Tips for raising a happy and healthy teenager
You may have read the article in Saturday’s Times which interviewed Dr Dominique Thompson who with Fabienne Vailes has written a book “How to Grow a Grown Up”.
During Dr Thompson’s years as a GP at Bristol University she has seen an unhealthy rise in parental involvement in young people’s lives and she has advice for raising a happy teenager. She starts by saying do not accompany your child to university open days. When I went through the application process, and in those days all universities interviewed for virtually all courses, I did go alone to the assessment day. Everyone was unaccompanied. However, in recent years university open days have geared their marketing as much towards parents as applicants and many perhaps feel they should show an interest, after all their child is about to take on a huge debt.
Dr Thompson also believes in not trying to make your child believe that they have underachieved/failed academically when really they have disappointed parental hopes. This is difficult. Some parents may feel that their child could do better. The important message to teenagers always must be that they achieve results for themselves and never to just please parents. When I was at school I knew of peers whose parents rewarded or paid them for every A grade result at O Level. My parents refused when I pleaded with the “it’s not fair” line and all those years ago I was told quite categorically that the results were mine to own.
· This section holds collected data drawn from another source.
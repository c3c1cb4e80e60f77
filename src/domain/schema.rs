//! Schema model for mock data generation.
//!
//! A schema is a tree of nodes. Each node has a kind, optional/nullable
//! modifiers, and only the fields that make sense for that kind.
//!
//! ## Example Schema Document
//!
//! ```yaml
//! type: object
//! properties:
//!   id:
//!     type: uuid
//!   username:
//!     type: string
//!     pattern: name
//!   age:
//!     type: number
//!     min: 18
//!     max: 80
//!   tags:
//!     type: array
//!     min: 1
//!     max: 4
//!     items:
//!       type: string
//!       options: [admin, staff, guest]
//!   nickname:
//!     type: string
//!     optional: true
//! ```
//!
//! Documents use a flat record per node. Fields that do not apply to the
//! node's kind (for example `properties` on a `number`) are dropped when the
//! document is converted into a [`Schema`].

use serde::de::{Deserializer, MapAccess, Visitor};
use serde::Deserialize;
use serde_json::Value;
use std::fmt;

/// A single node of a schema tree.
#[derive(Debug, Clone, PartialEq, Deserialize)]
#[serde(from = "RawSchema")]
pub struct Schema {
    pub kind: SchemaKind,
    /// Omit the value roughly 30% of the time.
    pub optional: bool,
    /// Produce `null` roughly 10% of the time.
    pub nullable: bool,
}

/// The kind of a schema node together with the fields relevant to it.
#[derive(Debug, Clone, PartialEq)]
pub enum SchemaKind {
    String(StringSchema),
    /// Integer range. Fractional document bounds round inward.
    Number(Bounds),
    /// A `number` node whose declared range holds no integer, such as
    /// `min: 1.2, max: 1.8`. Generates a fractional value inside the range.
    Fraction { min: f64, max: f64 },
    Boolean,
    Date,
    /// Shortcut kinds such as `uuid` or `email`.
    Semantic(Semantic),
    Object(ObjectSchema),
    Array(ArraySchema),
    /// A kind tag that is not recognized. Generates `null`.
    Unknown(String),
}

#[derive(Debug, Clone, PartialEq, Default)]
pub struct StringSchema {
    /// Literal values to sample from. Takes precedence over `pattern` when non-empty.
    pub options: Option<Vec<Value>>,
    pub pattern: Option<Pattern>,
}

#[derive(Debug, Clone, PartialEq, Default)]
pub struct ObjectSchema {
    /// Fields in output order. `None` when the document omitted `properties`.
    pub properties: Option<Vec<(String, Schema)>>,
}

#[derive(Debug, Clone, PartialEq, Default)]
pub struct ArraySchema {
    pub items: Option<Box<Schema>>,
    pub length: Bounds,
}

/// Optional inclusive integer bounds.
#[derive(Debug, Clone, Copy, PartialEq, Eq, Default)]
pub struct Bounds {
    pub min: Option<i64>,
    pub max: Option<i64>,
}

impl Bounds {
    pub fn new(min: Option<i64>, max: Option<i64>) -> Self {
        Self { min, max }
    }

    /// Integer bounds for a possibly fractional document range.
    ///
    /// `min` rounds up and `max` rounds down so every integer in the result
    /// lies inside the declared range. Inverted ranges keep their orientation.
    /// Returns `None` when the range holds no integer.
    pub fn from_fractional(min: Option<f64>, max: Option<f64>) -> Option<Self> {
        let inverted = matches!((min, max), (Some(a), Some(b)) if a > b);
        let (low, high) = if inverted { (max, min) } else { (min, max) };
        let low = low.map(f64::ceil);
        let high = high.map(f64::floor);

        if let (Some(low), Some(high)) = (low, high) {
            if low > high {
                return None;
            }
        }

        // Casts saturate, so infinite bounds become i64::MIN / i64::MAX
        let (low, high) = (low.map(|v| v as i64), high.map(|v| v as i64));
        Some(if inverted {
            Self::new(high, low)
        } else {
            Self::new(low, high)
        })
    }

    /// Whether either bound was given explicitly.
    pub fn is_set(&self) -> bool {
        self.min.is_some() || self.max.is_some()
    }

    pub fn is_inverted(&self) -> bool {
        matches!((self.min, self.max), (Some(min), Some(max)) if min > max)
    }

    /// Fill missing bounds with defaults and return an ordered `(low, high)` pair.
    pub fn resolve(&self, default_min: i64, default_max: i64) -> (i64, i64) {
        let min = self.min.unwrap_or(default_min);
        let max = self.max.unwrap_or(default_max);
        if min <= max {
            (min, max)
        } else {
            (max, min)
        }
    }
}

/// The `pattern` tag of a string node.
#[derive(Debug, Clone, PartialEq, Eq)]
pub enum Pattern {
    Semantic(Semantic),
    /// Unrecognized tag; generation falls back to a single lorem word.
    Unknown(String),
}

impl Pattern {
    pub fn parse(tag: &str) -> Self {
        Semantic::from_pattern(tag)
            .map(Pattern::Semantic)
            .unwrap_or_else(|| Pattern::Unknown(tag.to_string()))
    }
}

/// Realistic-value generator families.
#[derive(Debug, Clone, Copy, PartialEq, Eq, Hash)]
pub enum Semantic {
    Email,
    Uuid,
    Url,
    Phone,
    Name,
    Address,
    Paragraph,
    Image,
    Ipv4,
    Mac,
    HexColor,
    Currency,
    CreditCard,
    JobTitle,
    Word,
    Sentence,
    Company,
    ProductName,
    Price,
}

impl Semantic {
    /// Families that can be used directly as a node kind.
    pub const SHORTCUT_KINDS: [Semantic; 14] = [
        Semantic::Uuid,
        Semantic::Email,
        Semantic::Url,
        Semantic::Phone,
        Semantic::Name,
        Semantic::Address,
        Semantic::Paragraph,
        Semantic::Image,
        Semantic::Ipv4,
        Semantic::Mac,
        Semantic::HexColor,
        Semantic::Currency,
        Semantic::CreditCard,
        Semantic::JobTitle,
    ];

    pub fn as_str(&self) -> &'static str {
        match self {
            Semantic::Email => "email",
            Semantic::Uuid => "uuid",
            Semantic::Url => "url",
            Semantic::Phone => "phone",
            Semantic::Name => "name",
            Semantic::Address => "address",
            Semantic::Paragraph => "paragraph",
            Semantic::Image => "image",
            Semantic::Ipv4 => "ipv4",
            Semantic::Mac => "mac",
            Semantic::HexColor => "hexColor",
            Semantic::Currency => "currency",
            Semantic::CreditCard => "creditCard",
            Semantic::JobTitle => "jobTitle",
            Semantic::Word => "word",
            Semantic::Sentence => "sentence",
            Semantic::Company => "company",
            Semantic::ProductName => "productName",
            Semantic::Price => "price",
        }
    }

    /// Look up a string `pattern` tag. `avatar` is an alias of `image`.
    pub fn from_pattern(tag: &str) -> Option<Self> {
        match tag {
            "email" => Some(Semantic::Email),
            "uuid" => Some(Semantic::Uuid),
            "url" => Some(Semantic::Url),
            "phone" => Some(Semantic::Phone),
            "name" => Some(Semantic::Name),
            "address" => Some(Semantic::Address),
            "paragraph" => Some(Semantic::Paragraph),
            "image" | "avatar" => Some(Semantic::Image),
            "ipv4" => Some(Semantic::Ipv4),
            "mac" => Some(Semantic::Mac),
            "hexColor" => Some(Semantic::HexColor),
            "currency" => Some(Semantic::Currency),
            "creditCard" => Some(Semantic::CreditCard),
            "jobTitle" => Some(Semantic::JobTitle),
            "word" => Some(Semantic::Word),
            "sentence" => Some(Semantic::Sentence),
            "company" => Some(Semantic::Company),
            "productName" => Some(Semantic::ProductName),
            "price" => Some(Semantic::Price),
            _ => None,
        }
    }

    /// Look up a shortcut node kind.
    pub fn from_kind(tag: &str) -> Option<Self> {
        Self::SHORTCUT_KINDS
            .iter()
            .copied()
            .find(|s| s.as_str() == tag)
    }
}

impl fmt::Display for Semantic {
    fn fmt(&self, f: &mut fmt::Formatter<'_>) -> fmt::Result {
        f.write_str(self.as_str())
    }
}

impl Schema {
    pub fn new(kind: SchemaKind) -> Self {
        Self {
            kind,
            optional: false,
            nullable: false,
        }
    }

    /// Parse a schema from an already-resolved JSON value.
    pub fn from_value(value: Value) -> Result<Self, serde_json::Error> {
        serde_json::from_value(value)
    }

    /// A plain string node (lorem word).
    pub fn string() -> Self {
        Self::new(SchemaKind::String(StringSchema::default()))
    }

    /// A string node using the given semantic pattern.
    pub fn pattern(semantic: Semantic) -> Self {
        Self::new(SchemaKind::String(StringSchema {
            options: None,
            pattern: Some(Pattern::Semantic(semantic)),
        }))
    }

    /// A string node that samples one of the given literals.
    pub fn one_of<I, V>(options: I) -> Self
    where
        I: IntoIterator<Item = V>,
        V: Into<Value>,
    {
        Self::new(SchemaKind::String(StringSchema {
            options: Some(options.into_iter().map(Into::into).collect()),
            pattern: None,
        }))
    }

    pub fn number() -> Self {
        Self::new(SchemaKind::Number(Bounds::default()))
    }

    pub fn number_range(min: i64, max: i64) -> Self {
        Self::new(SchemaKind::Number(Bounds::new(Some(min), Some(max))))
    }

    pub fn boolean() -> Self {
        Self::new(SchemaKind::Boolean)
    }

    pub fn date() -> Self {
        Self::new(SchemaKind::Date)
    }

    /// A shortcut node such as `{type: email}`.
    pub fn semantic(semantic: Semantic) -> Self {
        Self::new(SchemaKind::Semantic(semantic))
    }

    pub fn object<I, K>(properties: I) -> Self
    where
        I: IntoIterator<Item = (K, Schema)>,
        K: Into<String>,
    {
        Self::new(SchemaKind::Object(ObjectSchema {
            properties: Some(
                properties
                    .into_iter()
                    .map(|(name, schema)| (name.into(), schema))
                    .collect(),
            ),
        }))
    }

    /// An array of `items` with the default length.
    pub fn array(items: Schema) -> Self {
        Self::new(SchemaKind::Array(ArraySchema {
            items: Some(Box::new(items)),
            length: Bounds::default(),
        }))
    }

    /// An array of `items` whose length is drawn from `[min, max]`.
    pub fn array_range(items: Schema, min: i64, max: i64) -> Self {
        Self::new(SchemaKind::Array(ArraySchema {
            items: Some(Box::new(items)),
            length: Bounds::new(Some(min), Some(max)),
        }))
    }

    pub fn optional(mut self) -> Self {
        self.optional = true;
        self
    }

    pub fn nullable(mut self) -> Self {
        self.nullable = true;
        self
    }
}

/// Flat document form of a schema node.
#[derive(Deserialize)]
struct RawSchema {
    #[serde(rename = "type", alias = "kind")]
    kind: String,
    properties: Option<Properties>,
    items: Option<Box<Schema>>,
    min: Option<f64>,
    max: Option<f64>,
    options: Option<Vec<Value>>,
    pattern: Option<String>,
    #[serde(default)]
    optional: bool,
    #[serde(default)]
    nullable: bool,
}

impl From<RawSchema> for Schema {
    fn from(raw: RawSchema) -> Self {
        let bounds = Bounds::from_fractional(raw.min, raw.max);

        let kind = match raw.kind.as_str() {
            "string" => SchemaKind::String(StringSchema {
                options: raw.options,
                pattern: raw.pattern.as_deref().map(Pattern::parse),
            }),
            "number" => match bounds {
                Some(bounds) => SchemaKind::Number(bounds),
                None => {
                    let (min, max) = (raw.min.unwrap_or_default(), raw.max.unwrap_or_default());
                    SchemaKind::Fraction {
                        min: min.min(max),
                        max: min.max(max),
                    }
                }
            },
            "boolean" => SchemaKind::Boolean,
            "date" => SchemaKind::Date,
            "object" => SchemaKind::Object(ObjectSchema {
                properties: raw.properties.map(|p| p.0),
            }),
            "array" => SchemaKind::Array(ArraySchema {
                items: raw.items,
                // No whole length fits the range, so the default length applies
                length: bounds.unwrap_or_default(),
            }),
            other => match Semantic::from_kind(other) {
                Some(semantic) => SchemaKind::Semantic(semantic),
                None => SchemaKind::Unknown(other.to_string()),
            },
        };

        Schema {
            kind,
            optional: raw.optional,
            nullable: raw.nullable,
        }
    }
}

/// Object properties in document order.
struct Properties(Vec<(String, Schema)>);

impl<'de> Deserialize<'de> for Properties {
    fn deserialize<D>(deserializer: D) -> Result<Self, D::Error>
    where
        D: Deserializer<'de>,
    {
        struct PropertiesVisitor;

        impl<'de> Visitor<'de> for PropertiesVisitor {
            type Value = Properties;

            fn expecting(&self, f: &mut fmt::Formatter) -> fmt::Result {
                f.write_str("a map of field names to schemas")
            }

            fn visit_map<A>(self, mut map: A) -> Result<Properties, A::Error>
            where
                A: MapAccess<'de>,
            {
                let mut fields: Vec<(String, Schema)> =
                    Vec::with_capacity(map.size_hint().unwrap_or(0));
                while let Some((name, schema)) = map.next_entry::<String, Schema>()? {
                    // A repeated key keeps its first position and its last value
                    match fields.iter_mut().find(|(existing, _)| *existing == name) {
                        Some(slot) => slot.1 = schema,
                        None => fields.push((name, schema)),
                    }
                }
                Ok(Properties(fields))
            }
        }

        deserializer.deserialize_map(PropertiesVisitor)
    }
}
I have often written about the tricky waters that parents navigate to raise a happy healthy teenager. Getting it right is not easy and different children respond variably to attempts to guide their development and achievement. However, everyone from doctors to university lecturers to employers and teachers report on the increase of parent involvement in older teenagers’ lives to a level that does not allow youngsters to become independent people. I am fortunate because our sixth formers do take ownership and, for example, email me directly about absence for open days or even to thank me for something school has enabled them to receive. Everyday there is an example of a pupil showing grit, resilience and independence. Maybe that is why they fare so well on leaving our sixth form.